Runa Islam segue le tracce del regista per ricreare attraverso gli stilemi della videoarte un viaggio d’esplorazione costruito sulle basi e le regole del linguaggio cinematografico classico. Cosa non affatto semplice per un video di 13 minuti, in cui il potere esplicativo è tutto basato sulla forza metaforica delle immagini -che scorrono talvolta lente e frammentate nell’avvicinamento progressivo all’isola- e lo scarto visivo. Attraverso la frammentarietà, Runa Islam demistifica il reale, modificandone i significati e procedendo, nell’azione programmatica, per citazioni non troppo nascoste dell’opera bergmaniana.
Ma del lavoro del regista, all’artista non interessa riprendere la complessità psicologica, o la caratterizzazione dei personaggi, che al contrario nella sua storia rimangono volutamente anonimi, spesso sfuocati o colti di spalle. Ciò che l’affascina è la modalità operativa, la difficoltà del metodo, i diversi livelli di lettura che agiscono contemporaneamente, che lei stessa riproduce giocando su tre differenti registri narrativi –i tre luoghi del suo viaggio- che scorrono parallelamente su schermi giganti a tutta parete.

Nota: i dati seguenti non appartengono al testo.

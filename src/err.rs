use std::collections::TryReserveError;
use std::fmt;

use thiserror::Error;

pub type GrammarResult<T> = std::result::Result<T, GrammarError>;
pub type Result<T> = std::result::Result<T, SignatureError>;

/// Which nesting bound was exceeded.
#[derive(Debug, Clone, Copy, PartialEq, Eq, Hash)]
pub enum NestingKind {
    /// Arrays and structs share a single bound.
    ArrayOrStruct,
    DictEntry,
}

impl fmt::Display for NestingKind {
    fn fmt(&self, f: &mut fmt::Formatter<'_>) -> fmt::Result {
        match self {
            NestingKind::ArrayOrStruct => f.write_str("array/struct"),
            NestingKind::DictEntry => f.write_str("dict-entry"),
        }
    }
}

fn escape_code(code: &u8) -> std::ascii::EscapeDefault {
    code.escape_ascii()
}

/// A violation of the signature grammar.
///
/// Every variant carries the byte offset at which the violation was detected.
/// The validator stops at the first violation, so for a given input the error is deterministic.
#[derive(Debug, Clone, Copy, PartialEq, Eq, Error)]
pub enum GrammarError {
    #[error("offset {offset}: unknown type code `{}`", escape_code(.code))]
    UnknownTypeCode { code: u8, offset: usize },

    #[error("offset {offset}: struct has no fields")]
    EmptyStruct { offset: usize },

    #[error("offset {offset}: dict-entry is only allowed as the element type of an array")]
    DictEntryOutsideArray { offset: usize },

    #[error("offset {offset}: dict-entry key must be a basic type")]
    InvalidDictKeyType { offset: usize },

    #[error("offset {offset}: dict-entry must hold exactly two types, found {found}")]
    WrongDictEntryArity { found: usize, offset: usize },

    #[error("offset {offset}: container opened here is never closed")]
    UnterminatedContainer { offset: usize },

    #[error("offset {offset}: unbalanced close bracket `{}`", escape_code(.bracket))]
    UnbalancedCloseBracket { bracket: u8, offset: usize },

    #[error("offset {offset}: {kind} nesting exceeds the limit of {limit}")]
    NestingTooDeep {
        kind: NestingKind,
        limit: u32,
        offset: usize,
    },

    #[error("offset {offset}: array marker has no element type")]
    DanglingArrayMarker { offset: usize },

    #[error("signature is {len} bytes long, the limit is {max}")]
    SignatureTooLong { len: usize, max: usize },
}

/// Fieldless mirror of [`GrammarError`], convenient for matching and counting.
#[derive(Debug, Clone, Copy, PartialEq, Eq, Hash)]
pub enum GrammarErrorKind {
    UnknownTypeCode,
    EmptyStruct,
    DictEntryOutsideArray,
    InvalidDictKeyType,
    WrongDictEntryArity,
    UnterminatedContainer,
    UnbalancedCloseBracket,
    NestingTooDeep(NestingKind),
    DanglingArrayMarker,
    SignatureTooLong,
}

impl GrammarError {
    /// Byte offset (relative to the start of the signature) at which the error was detected.
    pub fn offset(&self) -> usize {
        match *self {
            GrammarError::UnknownTypeCode { offset, .. }
            | GrammarError::EmptyStruct { offset }
            | GrammarError::DictEntryOutsideArray { offset }
            | GrammarError::InvalidDictKeyType { offset }
            | GrammarError::WrongDictEntryArity { offset, .. }
            | GrammarError::UnterminatedContainer { offset }
            | GrammarError::UnbalancedCloseBracket { offset, .. }
            | GrammarError::NestingTooDeep { offset, .. }
            | GrammarError::DanglingArrayMarker { offset } => offset,
            // Detected before scanning, at the first byte past the limit.
            GrammarError::SignatureTooLong { max, .. } => max,
        }
    }

    pub fn kind(&self) -> GrammarErrorKind {
        match *self {
            GrammarError::UnknownTypeCode { .. } => GrammarErrorKind::UnknownTypeCode,
            GrammarError::EmptyStruct { .. } => GrammarErrorKind::EmptyStruct,
            GrammarError::DictEntryOutsideArray { .. } => GrammarErrorKind::DictEntryOutsideArray,
            GrammarError::InvalidDictKeyType { .. } => GrammarErrorKind::InvalidDictKeyType,
            GrammarError::WrongDictEntryArity { .. } => GrammarErrorKind::WrongDictEntryArity,
            GrammarError::UnterminatedContainer { .. } => GrammarErrorKind::UnterminatedContainer,
            GrammarError::UnbalancedCloseBracket { .. } => {
                GrammarErrorKind::UnbalancedCloseBracket
            }
            GrammarError::NestingTooDeep { kind, .. } => GrammarErrorKind::NestingTooDeep(kind),
            GrammarError::DanglingArrayMarker { .. } => GrammarErrorKind::DanglingArrayMarker,
            GrammarError::SignatureTooLong { .. } => GrammarErrorKind::SignatureTooLong,
        }
    }
}

#[derive(Debug, Error)]
pub enum SignatureError {
    #[error("corrupt type signature: {0}")]
    Grammar(#[from] GrammarError),

    #[error("expected a single complete type, found {found}")]
    NotSingleCompleteType { found: usize },

    #[error("failed to allocate {len} bytes for a signature")]
    AllocationFailed {
        len: usize,
        #[source]
        source: TryReserveError,
    },
}

impl SignatureError {
    pub fn grammar(&self) -> Option<&GrammarError> {
        match self {
            SignatureError::Grammar(e) => Some(e),
            SignatureError::NotSingleCompleteType { .. }
            | SignatureError::AllocationFailed { .. } => None,
        }
    }
}
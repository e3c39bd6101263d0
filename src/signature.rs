use std::fmt;
use std::hash::{Hash, Hasher};
use std::iter::FusedIterator;
use std::ops::Range;
use std::str::FromStr;
use std::sync::Arc;

use serde::de::{self, Visitor};
use serde::{Deserialize, Deserializer, Serialize, Serializer};

use crate::complete_types::{CompleteTypeRef, CompleteTypes, children_of};
use crate::err::{GrammarError, Result, SignatureError};
use crate::scanner::{ScanContext, Span, TypeCursor};
use crate::settings::SignatureSettings;
use crate::type_code::TypeCode;
use crate::validator::{count_complete_types, validate_with};

/// A validated D-Bus signature.
///
/// The text is immutable and shared: clones and iterators hold a counted reference to the same
/// buffer. `variant_level` records how many nested variants the value was found in (a signature
/// inside a variant inside a variant has level 2). Equality and hashing look at the text only.
#[derive(Debug, Clone)]
pub struct Signature {
    text: Arc<str>,
    variant_level: u32,
}

impl PartialEq for Signature {
    fn eq(&self, other: &Self) -> bool {
        self.text == other.text
    }
}

impl Eq for Signature {}

impl Hash for Signature {
    fn hash<H: Hasher>(&self, state: &mut H) {
        self.text.hash(state);
    }
}

impl Signature {
    /// Validates `signature` with the default limits.
    pub fn new(signature: impl AsRef<str>) -> Result<Self> {
        Signature::with_settings(signature, &SignatureSettings::default())
    }

    pub fn with_settings(signature: impl AsRef<str>, settings: &SignatureSettings) -> Result<Self> {
        let signature = signature.as_ref();
        validate_with(signature, settings)?;
        Ok(Signature::from_validated(Arc::from(signature)))
    }

    fn from_validated(text: Arc<str>) -> Self {
        Signature {
            text,
            variant_level: 0,
        }
    }

    /// The empty signature, describing zero types.
    pub fn empty() -> Self {
        Signature::from_validated(Arc::from(""))
    }

    #[must_use]
    pub fn with_variant_level(mut self, variant_level: u32) -> Self {
        self.variant_level = variant_level;
        self
    }

    pub fn variant_level(&self) -> u32 {
        self.variant_level
    }

    pub fn as_str(&self) -> &str {
        &self.text
    }

    pub fn len(&self) -> usize {
        self.text.len()
    }

    pub fn is_empty(&self) -> bool {
        self.text.is_empty()
    }

    /// Iterates the single complete types, sharing this signature's buffer.
    pub fn iter(&self) -> SignatureIter {
        SignatureIter::new(Arc::clone(&self.text))
    }

    /// Iterates the single complete types as borrowed slices.
    pub fn complete_types(&self) -> CompleteTypes<'_> {
        CompleteTypes::from_validated(&self.text, ScanContext::TopLevel)
    }

    pub fn single_complete_type_count(&self) -> usize {
        count_complete_types(self.text.as_bytes())
    }

    pub fn is_single_complete_type(&self) -> bool {
        self.single_complete_type_count() == 1
    }

    /// Signature of an array whose elements have type `element`.
    pub fn array_of(element: &Signature) -> Result<Signature> {
        expect_single(element)?;
        Signature::new(format!("a{element}"))
    }

    /// Signature of a dictionary (an array of dict-entries) mapping `key` to `value`.
    pub fn dict_of(key: &Signature, value: &Signature) -> Result<Signature> {
        expect_single(key)?;
        expect_single(value)?;
        Signature::new(format!("a{{{key}{value}}}"))
    }

    /// Signature of a struct whose fields are the concatenation of `fields`.
    pub fn struct_of<'s>(fields: impl IntoIterator<Item = &'s Signature>) -> Result<Signature> {
        let mut text = String::from("(");
        for field in fields {
            text.push_str(field.as_str());
        }
        if text.len() == 1 {
            return Err(GrammarError::EmptyStruct { offset: 1 }.into());
        }
        text.push(')');
        Signature::new(text)
    }
}

fn expect_single(signature: &Signature) -> Result<()> {
    match signature.single_complete_type_count() {
        1 => Ok(()),
        found => Err(SignatureError::NotSingleCompleteType { found }),
    }
}

impl Default for Signature {
    fn default() -> Self {
        Signature::empty()
    }
}

impl fmt::Display for Signature {
    fn fmt(&self, f: &mut fmt::Formatter<'_>) -> fmt::Result {
        f.write_str(&self.text)
    }
}

impl AsRef<str> for Signature {
    fn as_ref(&self) -> &str {
        &self.text
    }
}

impl FromStr for Signature {
    type Err = SignatureError;

    fn from_str(s: &str) -> Result<Self> {
        Signature::new(s)
    }
}

impl TryFrom<&str> for Signature {
    type Error = SignatureError;

    fn try_from(value: &str) -> Result<Self> {
        Signature::new(value)
    }
}

impl TryFrom<String> for Signature {
    type Error = SignatureError;

    fn try_from(value: String) -> Result<Self> {
        validate_with(&value, &SignatureSettings::default())?;
        Ok(Signature::from_validated(Arc::from(value)))
    }
}

impl<'a> IntoIterator for &'a Signature {
    type Item = CompleteTypeRef<'a>;
    type IntoIter = CompleteTypes<'a>;

    fn into_iter(self) -> Self::IntoIter {
        self.complete_types()
    }
}

impl Serialize for Signature {
    fn serialize<S: Serializer>(&self, serializer: S) -> std::result::Result<S::Ok, S::Error> {
        serializer.serialize_str(&self.text)
    }
}

struct SignatureVisitor;

impl Visitor<'_> for SignatureVisitor {
    type Value = Signature;

    fn expecting(&self, formatter: &mut fmt::Formatter<'_>) -> fmt::Result {
        formatter.write_str("a valid D-Bus type signature")
    }

    fn visit_str<E: de::Error>(self, v: &str) -> std::result::Result<Signature, E> {
        Signature::new(v).map_err(E::custom)
    }
}

/// Deserialization validates with the default [`SignatureSettings`], so a signature longer than
/// [`MAX_SIGNATURE_LENGTH`](crate::MAX_SIGNATURE_LENGTH) that was built with the length limit
/// lifted serializes but does not deserialize back. The variant level is not serialized.
impl<'de> Deserialize<'de> for Signature {
    fn deserialize<D: Deserializer<'de>>(deserializer: D) -> std::result::Result<Self, D::Error> {
        deserializer.deserialize_str(SignatureVisitor)
    }
}

/// One single complete type yielded by [`SignatureIter`].
///
/// Holds a counted reference to the buffer it was scanned from, so it outlives the iterator.
#[derive(Debug, Clone, PartialEq, Eq)]
pub struct SingleCompleteType {
    source: Arc<str>,
    range: Range<usize>,
    code: TypeCode,
    last: bool,
}

impl SingleCompleteType {
    pub fn as_str(&self) -> &str {
        self.source.get(self.range.clone()).unwrap_or_default()
    }

    pub fn offset(&self) -> usize {
        self.range.start
    }

    pub fn type_code(&self) -> TypeCode {
        self.code
    }

    /// `true` when this is the final type of the signature.
    pub fn is_last(&self) -> bool {
        self.last
    }

    /// Iterates one level down into a container; see [`CompleteTypeRef::children`].
    pub fn children(&self) -> CompleteTypes<'_> {
        children_of(self.as_str(), self.code)
    }

    /// Copies this type into an independent [`Signature`].
    ///
    /// The copy does not share the source buffer. Running out of memory is reported as
    /// [`SignatureError::AllocationFailed`].
    pub fn to_signature(&self) -> Result<Signature> {
        let text = self.as_str();
        let mut owned = String::new();
        owned
            .try_reserve_exact(text.len())
            .map_err(|source| SignatureError::AllocationFailed {
                len: text.len(),
                source,
            })?;
        owned.push_str(text);
        Ok(Signature::from_validated(Arc::from(owned)))
    }
}

impl fmt::Display for SingleCompleteType {
    fn fmt(&self, f: &mut fmt::Formatter<'_>) -> fmt::Result {
        f.write_str(self.as_str())
    }
}

/// Lazily yields the single complete types of a [`Signature`], left to right.
///
/// Finite and not restartable; build a new one with [`Signature::iter`] to scan again.
#[derive(Debug, Clone)]
pub struct SignatureIter {
    source: Arc<str>,
    cursor: TypeCursor,
}

impl SignatureIter {
    fn new(source: Arc<str>) -> Self {
        // The empty signature yields nothing and never touches the scanner.
        let cursor = if source.is_empty() {
            TypeCursor::exhausted()
        } else {
            TypeCursor::new(ScanContext::TopLevel)
        };
        SignatureIter { source, cursor }
    }
}

impl Iterator for SignatureIter {
    type Item = SingleCompleteType;

    fn next(&mut self) -> Option<Self::Item> {
        let Span { start, end, code } = self.cursor.step(self.source.as_bytes())?;
        Some(SingleCompleteType {
            source: Arc::clone(&self.source),
            range: start..end,
            code,
            last: self.cursor.is_exhausted(),
        })
    }
}

impl FusedIterator for SignatureIter {}

impl IntoIterator for Signature {
    type Item = SingleCompleteType;
    type IntoIter = SignatureIter;

    fn into_iter(self) -> Self::IntoIter {
        SignatureIter::new(self.text)
    }
}
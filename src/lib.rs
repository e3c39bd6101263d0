#![deny(unused_must_use)]
#![forbid(unsafe_code)]
//! Validation and decomposition of D-Bus type signatures.
//!
//! A signature such as `a{sv}` describes the layout of values in a D-Bus message. This crate
//! checks that a signature is well-formed and splits it into *single complete types*: the
//! smallest self-contained units (a basic type, a variant, or a whole container).
//!
//! ```
//! use dbus_signature::{Signature, validate};
//!
//! assert!(validate("a{sv}(ii)").is_ok());
//!
//! let signature = Signature::new("sa{sv}").unwrap();
//! let types: Vec<String> = signature.iter().map(|t| t.to_string()).collect();
//! assert_eq!(types, ["s", "a{sv}"]);
//! ```

pub mod err;

mod complete_types;
mod scanner;
mod settings;
mod signature;
mod type_code;
mod validator;

pub use crate::complete_types::{CompleteTypeRef, CompleteTypes};
pub use crate::err::{GrammarError, GrammarErrorKind, NestingKind, SignatureError};
pub use crate::settings::{
    MAX_CONTAINER_DEPTH, MAX_DICT_ENTRY_DEPTH, MAX_SIGNATURE_LENGTH, SignatureSettings,
};
pub use crate::signature::{Signature, SignatureIter, SingleCompleteType};
pub use crate::type_code::{TypeCode, TypeFlags};
pub use crate::validator::{validate, validate_with};

/// Validates `signature` and iterates its single complete types without copying.
pub fn iterate(signature: &str) -> err::GrammarResult<CompleteTypes<'_>> {
    CompleteTypes::new(signature)
}

#[cfg(test)]
use std::sync::Once;

#[cfg(test)]
static LOGGER_INIT: Once = Once::new();

// Rust runs the tests concurrently, so unless we synchronize logging access
// it will crash when attempting to run `cargo test` with some logging facilities.
#[cfg(test)]
pub fn ensure_env_logger_initialized() {
    use std::io::Write;

    LOGGER_INIT.call_once(|| {
        let mut builder = env_logger::Builder::from_default_env();
        builder
            .format(|buf, record| writeln!(buf, "[{}] - {}", record.level(), record.args()))
            .init();
    });
}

Allo stesso modo si focalizza nell’enfatizzare i dettagli minimi come fossero piccoli eventi, in un percorso in barca intorno all’isola che le permette d’investigare il territorio in modo più allegorico che reale.
La barca deserta, la forza del vento, i tramonti scuri, la pace della foresta, sull’isola dove non c’è nulla e non accade nulla. La citazione ha il suo peso nel momento in cui porta all’esito, al processo creativo. La ripresa focalizza i particolari spezzando la linea narrativa a favore del procedimento costruttivo della storia, che non risulta mai lineare. L’atmosfera onirica delle immagini riprende la tensione sospesa del maestro, ma se in Bergman il paesaggio diviene mezzo per l’interazione dei personaggi, per la Islam invece rimane una componente della costruzione di una grammatica visiva fatta di distanza, presenza, narrazione interrotta, simultaneità, close up improvvisi e long shot.
Il film diventa così medium per il processo analitico del linguaggio e allo stesso tempo veicolo emozionale -i due poli su cui si muove da sempre l’artista- catturando lo sguardo dello spettatore con le atmosfere magiche di una terra che diventa entità inconsistente, mentale ed emotiva, affascinante quanto remota, ricca di quella suggestione incantatrice che portò Bergman a sceglierla come posto dove abitare. “I don’t really know what happened” –scrive difatti il regista nella biografia “Lanterna Magica” nel 1987- “If one wished to be solemn, it could be said that I have found my landscape, my real home; if one wished to be funny, one could talk about love at first sight.”